Matrix of 3 columns: time, first variable (e.g. X), and second variable (e.g. Y).

varX, varY

Names of the first (e.g. X) and second (e.g. Y) variable. Please note that the names of these variables MUST be defined.

CorMethod

The method used to estimate the correlations, by default is “pearson,” but other options (“spearman” and “kendall”) are available (please look at: R>?cor.test).

widthwin

Window size to compute the rolling window correlations.
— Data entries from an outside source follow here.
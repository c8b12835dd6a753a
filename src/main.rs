use anyhow::Result;
use clap::Parser;
use tracing::error;
use unai_detect::cli;

fn main() -> Result<()> {
    let args = cli::Args::parse();
    if let Err(err) = cli::dispatch(args) {
        error!("{:#}", err);
        std::process::exit(1);
    }
    Ok(())
}
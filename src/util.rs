use anyhow::{Context, Result};
use sha2::{Digest, Sha256};
use std::path::Path;
use time::format_description::well_known::Rfc3339;

pub fn ensure_dir(p: &Path) -> Result<()> {
    std::fs::create_dir_all(p).with_context(|| format!("create_dir_all {}", p.display()))
}

pub fn sha256_hex(bytes: &[u8]) -> String {
    let mut h = Sha256::new();
    h.update(bytes);
    format!("{:x}", h.finalize())
}

pub fn now_rfc3339() -> String {
    time::OffsetDateTime::now_utc()
        .format(&Rfc3339)
        .unwrap_or_else(|_| "1970-01-01T00:00:00Z".to_string())
}

pub fn unix_millis() -> i128 {
    time::OffsetDateTime::now_utc().unix_timestamp_nanos() / 1_000_000
}

/// First `max` characters of `s`, never splitting a code point.
pub fn truncate_chars(s: &str, max: usize) -> &str {
    match s.char_indices().nth(max) {
        Some((idx, _)) => &s[..idx],
        None => s,
    }
}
This value can be an even or odd number of at least three (the default value), and this parameter MUST be provided.

Align

To align the rolling object, RolWinMulCor ONLY uses the “center” option by default (please look at: R>?running) to ensure that variations in the correlation are aligned with the variations in the relationship of the time series under study rather than being shifted (Polanco-Martínez, 2019; 2020), but the “left” and “right” options can be used, but if widthwin is an even number it will not be possible to use the “center” option (please look at: R>?running).

pvalcorectmethod

The p-value correction method to be used, by default the method of Benjamini and Hochberg (BH) (1995) is used since this is less conservative and performs much better than Bonferroni, but other five methods (Holm, Hochberg, Bonferroni, Hommel, and Benjamini and Yekutieli) are available (please look at: R>?p.adjust). Moreover, pvalcorectmethod admits a pass-through option named “none” (p-values will not be corrected).

rmltrd

Remove (by default is “TRUE”; “FALSE” otherwise) the linear trend in the two time series under analysis.

Scale

Scale (by default is “TRUE”; “FALSE” otherwise) is used to “normalize” or “standardize” the time series under analysis.

Details

The rolwincor_1win function estimates the rolling window correlation between TWO time series (bi-variate case) sampled on identical time points for ONLY ONE window-length (time-scale) and plots the rolling correlation coefficients and their respective p-values. rolwincor_1win uses the functions running (package:gtools), the native R functions cor, cor.test, and p.adjust (package:stats), and some pieces of code written specifically to our R RolWinMulCor package.

Value

Outputs:

Numerical output: a list containing Correlation_coefficients, P_values_corrected, and P_values_not_corrected, which are self-explanatory, as well as CorMethod, left_win, righ_win, and widthwin, which indicate the method used to estimate the correlations, first and last time element of the rolling correlation matrix, and the window-length (time-scale).

Author(s)

Josué M. Polanco-Martínez (a.k.a. jomopo).
DeustoTech - Deusto Institute of Technology,
Faculty of Engineering, University of Deusto,
Avda. Universidades, 24, Bilbao, SPAIN.
Web1: https://scholar.google.es/citations?user=8djLIhcAAAAJ&hl=en.
Web2: https://www.researchgate.net/profile/Josue_Polanco-Martinez.
Email: josue.m.polanco@gmail.com, josue.polanco@deusto.es

References

Benjamini, Y., and Hochberg, Y. (1995). Controlling the false discovery rate: a practical and powerful approach to multiple testing. Journal of the Royal Statistical Society Series B, 57 (1), 289-300. <URL: https://rss.onlinelibrary.wiley.com/doi/10.1111/j.2517-6161.1995.tb02031.x>.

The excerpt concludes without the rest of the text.